[[ Dataset excerpts open ]]

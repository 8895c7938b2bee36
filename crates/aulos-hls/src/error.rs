use thiserror::Error;

/// Why a read fell off the live window.
#[derive(Debug, Clone, Copy, PartialEq, Eq)]
pub enum LiveEdgeKind {
    /// The read cursor fell below the start of the sliding window; the
    /// consumer must seek forward to recover.
    BehindWindow,
    /// The source waited for fresh segments and none arrived before the
    /// deadline; the consumer may simply retry.
    Timeout,
}

/// HLS ingest errors.
#[derive(Debug, Error)]
pub enum HlsError {
    #[error("network error: {0}")]
    Net(#[from] aulos_net::NetError),

    #[error(transparent)]
    Parse(#[from] aulos_m3u8::ParseError),

    #[error("unsupported media: {0}")]
    UnsupportedMedia(String),

    #[error("master playlist has no variants")]
    NoVariants,

    #[error("variant not found: {0}")]
    VariantNotFound(String),

    #[error("segment not found: sequence {0}")]
    SegmentNotFound(u64),

    #[error("invalid URL: {0}")]
    InvalidUrl(String),

    #[error("I/O error: {0}")]
    Io(#[from] std::io::Error),

    #[error("live edge: {0:?}")]
    LiveEdge(LiveEdgeKind),

    #[error("source disposed")]
    Disposed,
}

impl HlsError {
    /// Whether this is a live-edge condition the consumer recovers from by
    /// seeking (rather than a fatal failure).
    #[must_use]
    pub fn is_live_edge(&self) -> bool {
        matches!(self, Self::LiveEdge(_))
    }
}

pub type HlsResult<T> = Result<T, HlsError>;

[[ Dataset excerpts closed ]]

● Problem: The string "HlsError" marks the lines to copy; report each of them from the data above.

● Finished task:
pub enum HlsError {
impl HlsError {
pub type HlsResult<T> = Result<T, HlsError>;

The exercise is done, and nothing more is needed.